Task description: From the entries below, return only the lines starting at the one that contains "to stderr only" and ending at the one that contains "for failure in", exactly as they stand.

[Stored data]

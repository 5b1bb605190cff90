//! Image processing — pure Rust, no system libraries.
//!
//! | Operation | Crate / function |
//! |---|---|
//! | **Decode** | `image::ImageReader` (format sniffed from content) |
//! | **Orientation** | `kamadak-exif`, tag 0x0112 |
//! | **Fit within box** | [`fit_within`] + `Lanczos3` |
//! | **Encode → JPEG** | `jpeg-encoder`, optimized Huffman tables |
//!
//! The module is split into:
//! - **Calculations**: Pure functions for dimension math (unit testable)
//! - **Parameters**: Data structures describing image operations
//! - **Orientation**: EXIF orientation read / apply / reset
//! - **Codec**: [`ImageCodec`] trait + [`RustCodec`]
//! - **Engine**: [`ImageEngine`], the decode → upright → fit → encode pipeline

mod calculations;
pub mod codec;
pub mod engine;
pub mod orientation;
mod params;

pub use calculations::fit_within;
pub use codec::{DecodedImage, ImageCodec, RustCodec};
pub use engine::{ImageEngine, TransformedImage};
pub use orientation::Orientation;
pub use params::{Dimensions, EncodeParams, OutputFormat, Quality};
//! CLI entry point for `mailshrink`.

use std::path::{Path, PathBuf};
use std::time::Instant;

use clap::{CommandFactory, Parser, Subcommand};

use mailshrink::config::{self, Config};
use mailshrink::imaging::Quality;
use mailshrink::model::node::{DocumentNode, Leaf};
use mailshrink::rewrite::{is_eligible, EligibilityPolicy, RewriteReport, Rewriter};

#[derive(Parser)]
#[command(
    name = "mailshrink",
    version,
    about = "Shrink the images inside e-mail messages",
    long_about = "Reads an RFC 5322 message, fits image attachments and CID-referenced \
                  inline images within a bounded box (upright, re-encoded as JPEG), and \
                  writes the message back with every other part untouched."
)]
struct Cli {
    #[command(subcommand)]
    command: Commands,

    /// Verbose logging (-v info, -vv debug, -vvv trace)
    #[arg(short, long, global = true, action = clap::ArgAction::Count)]
    verbose: u8,
}

#[derive(Subcommand)]
enum Commands {
    /// Rewrite the images of a message
    Shrink {
        /// Message file (.eml)
        input: PathBuf,
        /// Output file [default: <INPUT stem>_resized.eml]
        #[arg(short, long)]
        output: Option<PathBuf>,
        /// Maximum output width in pixels
        #[arg(long, value_name = "PX")]
        max_width: Option<u32>,
        /// Maximum output height in pixels
        #[arg(long, value_name = "PX")]
        max_height: Option<u32>,
        /// JPEG quality (1-100)
        #[arg(long, value_parser = clap::value_parser!(u32).range(1..=100))]
        quality: Option<u32>,
        /// Process sibling parts in parallel
        #[arg(long)]
        parallel: bool,
        /// Drop EXIF metadata from rewritten images
        #[arg(long)]
        strip_exif: bool,
        /// Also rewrite inline images that have no Content-ID
        #[arg(long)]
        allow_inline_without_cid: bool,
        /// Print the summary as JSON
        #[arg(long)]
        json: bool,
    },
    /// Show the MIME tree of a message and which images would be rewritten
    Inspect {
        input: PathBuf,
        /// Print the tree as JSON
        #[arg(long)]
        json: bool,
    },
    /// Write the default configuration file
    InitConfig,
    /// Generate shell completions
    Completions {
        #[arg(value_enum)]
        shell: clap_complete::Shell,
    },
    /// Generate a man page
    Manpage,
}

/// Command-line overrides applied on top of the loaded configuration.
struct ShrinkOptions {
    max_width: Option<u32>,
    max_height: Option<u32>,
    quality: Option<u32>,
    parallel: bool,
    strip_exif: bool,
    allow_inline_without_cid: bool,
}

impl ShrinkOptions {
    fn apply(&self, config: &mut Config) {
        let t = &mut config.transform;
        if let Some(w) = self.max_width {
            t.max_width = w;
        }
        if let Some(h) = self.max_height {
            t.max_height = h;
        }
        if let Some(q) = self.quality {
            t.quality = Quality::new(q);
        }
        t.parallel |= self.parallel;
        if self.strip_exif {
            t.preserve_exif = false;
        }
        if self.allow_inline_without_cid {
            t.inline_requires_content_id = false;
        }
    }
}

fn main() -> anyhow::Result<()> {
    let cli = Cli::parse();

    // Load configuration
    let mut config = config::load_config();

    // Configure logging: stderr + optional log file
    let log_level = match cli.verbose {
        0 => config.general.log_level.clone(),
        1 => "info".to_string(),
        2 => "debug".to_string(),
        _ => "trace".to_string(),
    };
    setup_logging(&log_level, &config);

    match cli.command {
        Commands::Shrink {
            input,
            output,
            max_width,
            max_height,
            quality,
            parallel,
            strip_exif,
            allow_inline_without_cid,
            json,
        } => {
            ShrinkOptions {
                max_width,
                max_height,
                quality,
                parallel,
                strip_exif,
                allow_inline_without_cid,
            }
            .apply(&mut config);
            let output = output.unwrap_or_else(|| default_output_path(&input));
            cmd_shrink(&input, &output, &config, json)
        }
        Commands::Inspect { input, json } => cmd_inspect(&input, &config, json),
        Commands::InitConfig => cmd_init_config(),
        Commands::Completions { shell } => cmd_completions(shell),
        Commands::Manpage => cmd_manpage(),
    }
}

/// Set up tracing with stderr output and optional file logging.
fn setup_logging(level: &str, config: &Config) {
    use tracing_subscriber::layer::SubscriberExt;
    use tracing_subscriber::util::SubscriberInitExt;

    let env_filter = tracing_subscriber::EnvFilter::try_from_default_env()
        .unwrap_or_else(|_| tracing_subscriber::EnvFilter::new(level));

    let stderr_layer = tracing_subscriber::fmt::layer().with_writer(std::io::stderr);

    // Try to set up file logging
    let log_file = config::log_file_path(config);
    let log_dir = config::cache_dir(config);
    if std::fs::create_dir_all(&log_dir).is_ok() {
        let file_name = log_file
            .file_name()
            .map(PathBuf::from)
            .unwrap_or_else(|| PathBuf::from("mailshrink.log"));
        let file_appender = tracing_appender::rolling::never(&log_dir, file_name);
        let file_layer = tracing_subscriber::fmt::layer()
            .with_ansi(false)
            .with_writer(file_appender);

        tracing_subscriber::registry()
            .with(env_filter)
            .with(stderr_layer)
            .with(file_layer)
            .init();
    } else {
        // Fall back to stderr only
        tracing_subscriber::registry()
            .with(env_filter)
            .with(stderr_layer)
            .init();
    }
}

/// `photos.eml` → `photos_resized.eml`, in the same directory.
fn default_output_path(input: &Path) -> PathBuf {
    let stem = input
        .file_stem()
        .map(|s| s.to_string_lossy().into_owned())
        .unwrap_or_else(|| "message".to_string());
    input.with_file_name(format!("{stem}_resized.eml"))
}

/// Read, rewrite and write one message.
fn cmd_shrink(input: &Path, output: &Path, config: &Config, json: bool) -> anyhow::Result<()> {
    let start = Instant::now();

    let input_size = std::fs::metadata(input).map(|m| m.len()).unwrap_or(0);
    let root = mailshrink::parser::read_document(input)?;
    let rewriter = Rewriter::new(&config.transform)?;
    let rewritten = rewriter.rewrite(root)?;

    mailshrink::export::write_document(&rewritten.root, output)?;
    let output_size = std::fs::metadata(output)?.len();
    let elapsed = start.elapsed();

    if json {
        print_report_json(input, output, input_size, output_size, &rewritten.report, elapsed)?;
    } else {
        print_report_table(input, output, input_size, output_size, &rewritten.report, elapsed);
    }

    if let Some(note) = rewritten.report.failure_note() {
        eprintln!("  {note}");
        for failure in &rewritten.report.failures {
            eprintln!("    {}: {}", failure.filename, failure.error);
        }
    }
    Ok(())
}

/// Print the document tree without rewriting anything.
fn cmd_inspect(input: &Path, config: &Config, json: bool) -> anyhow::Result<()> {
    let root = mailshrink::parser::read_document(input)?;
    let policy = EligibilityPolicy::from(&config.transform);

    if json {
        let tree = node_json(&root, &policy);
        println!("{}", serde_json::to_string_pretty(&tree)?);
    } else {
        println!();
        print_node(&root, &policy, 1);
        println!();
    }
    Ok(())
}

/// Write the default configuration to the standard location.
fn cmd_init_config() -> anyhow::Result<()> {
    let path = config::config_file_path()
        .ok_or_else(|| anyhow::anyhow!("Could not determine config file path"))?;
    if path.exists() {
        anyhow::bail!("Config file already exists: {}", path.display());
    }
    config::save_config(&Config::default())?;
    println!("  Wrote {}", path.display());
    Ok(())
}

/// Generate shell completions and print to stdout.
fn cmd_completions(shell: clap_complete::Shell) -> anyhow::Result<()> {
    let mut cmd = Cli::command();
    clap_complete::generate(shell, &mut cmd, "mailshrink", &mut std::io::stdout());
    Ok(())
}

/// Generate a man page and print to stdout.
fn cmd_manpage() -> anyhow::Result<()> {
    let cmd = Cli::command();
    let man = clap_mangen::Man::new(cmd);
    let mut buf = Vec::new();
    man.render(&mut buf)?;
    std::io::Write::write_all(&mut std::io::stdout(), &buf)?;
    Ok(())
}

fn print_node(node: &DocumentNode, policy: &EligibilityPolicy, depth: usize) {
    use humansize::{format_size, BINARY};

    let indent = "  ".repeat(depth);
    match node {
        DocumentNode::Container(c) => {
            println!("{indent}{}", c.content_type());
            for child in &c.children {
                print_node(child, policy, depth + 1);
            }
        }
        DocumentNode::Leaf(leaf) => {
            let disposition = leaf
                .disposition
                .as_ref()
                .map(|d| d.as_str().to_string())
                .unwrap_or_else(|| "-".to_string());
            let mark = if is_eligible(leaf, policy) { "  [shrink]" } else { "" };
            println!(
                "{indent}{:<28} {:<10} {:<30} {:>10}{mark}",
                leaf.content_type.to_string(),
                disposition,
                leaf_label(leaf),
                format_size(leaf.payload.len() as u64, BINARY),
            );
        }
    }
}

fn leaf_label(leaf: &Leaf) -> String {
    match (&leaf.filename, &leaf.content_id) {
        (Some(name), _) => name.clone(),
        (None, Some(cid)) => format!("<{cid}>"),
        (None, None) => "-".to_string(),
    }
}

fn node_json(node: &DocumentNode, policy: &EligibilityPolicy) -> serde_json::Value {
    match node {
        DocumentNode::Container(c) => serde_json::json!({
            "content_type": c.content_type().to_string(),
            "boundary": c.boundary(),
            "children": c.children.iter().map(|n| node_json(n, policy)).collect::<Vec<_>>(),
        }),
        DocumentNode::Leaf(leaf) => serde_json::json!({
            "content_type": leaf.content_type.to_string(),
            "disposition": leaf.disposition.as_ref().map(|d| d.as_str().to_string()),
            "filename": leaf.filename,
            "content_id": leaf.content_id,
            "size": leaf.payload.len(),
            "eligible": is_eligible(leaf, policy),
        }),
    }
}

/// Print a rewrite summary in a human-readable table.
fn print_report_table(
    input: &Path,
    output: &Path,
    input_size: u64,
    output_size: u64,
    report: &RewriteReport,
    elapsed: std::time::Duration,
) {
    use humansize::{format_size, BINARY};

    println!();
    println!("  {:<20} {} ({})", "Input", input.display(), format_size(input_size, BINARY));
    println!("  {:<20} {} ({})", "Output", output.display(), format_size(output_size, BINARY));
    println!("  {:<20} {}", "Parts", report.leaves);
    println!(
        "  {:<20} {} of {} eligible",
        "Images rewritten",
        report.transformed(),
        report.eligible
    );
    println!("  {:<20} {:.2?}", "Time", elapsed);

    if !report.images.is_empty() {
        println!();
        for image in &report.images {
            println!(
                "    {:<30} {:>11} → {:<11} {:>10} → {}",
                image.filename,
                image.original.to_string(),
                image.output.to_string(),
                format_size(image.size_before, BINARY),
                format_size(image.size_after, BINARY),
            );
        }
    }
    println!();
}

/// Print a rewrite summary as JSON.
fn print_report_json(
    input: &Path,
    output: &Path,
    input_size: u64,
    output_size: u64,
    report: &RewriteReport,
    elapsed: std::time::Duration,
) -> anyhow::Result<()> {
    let summary = serde_json::json!({
        "input": input.to_string_lossy(),
        "output": output.to_string_lossy(),
        "input_size": input_size,
        "output_size": output_size,
        "parts": report.leaves,
        "eligible": report.eligible,
        "transformed": report.transformed(),
        "failed": report.failed(),
        "image_bytes_before": report.bytes_before(),
        "image_bytes_after": report.bytes_after(),
        "images": report.images,
        "failures": report.failures,
        "elapsed_ms": elapsed.as_millis(),
    });

    println!("{}", serde_json::to_string_pretty(&summary)?);
    Ok(())
}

Answer section:
        // Fall back to stderr only
        tracing_subscriber::registry()
            .with(env_filter)
            .with(stderr_layer)
            .init();
    }
}

/// `photos.eml` → `photos_resized.eml`, in the same directory.
fn default_output_path(input: &Path) -> PathBuf {
    let stem = input
        .file_stem()
        .map(|s| s.to_string_lossy().into_owned())
        .unwrap_or_else(|| "message".to_string());
    input.with_file_name(format!("{stem}_resized.eml"))
}

/// Read, rewrite and write one message.
fn cmd_shrink(input: &Path, output: &Path, config: &Config, json: bool) -> anyhow::Result<()> {
    let start = Instant::now();

    let input_size = std::fs::metadata(input).map(|m| m.len()).unwrap_or(0);
    let root = mailshrink::parser::read_document(input)?;
    let rewriter = Rewriter::new(&config.transform)?;
    let rewritten = rewriter.rewrite(root)?;

    mailshrink::export::write_document(&rewritten.root, output)?;
    let output_size = std::fs::metadata(output)?.len();
    let elapsed = start.elapsed();

    if json {
        print_report_json(input, output, input_size, output_size, &rewritten.report, elapsed)?;
    } else {
        print_report_table(input, output, input_size, output_size, &rewritten.report, elapsed);
    }

    if let Some(note) = rewritten.report.failure_note() {
        eprintln!("  {note}");
        for failure in &rewritten.report.failures {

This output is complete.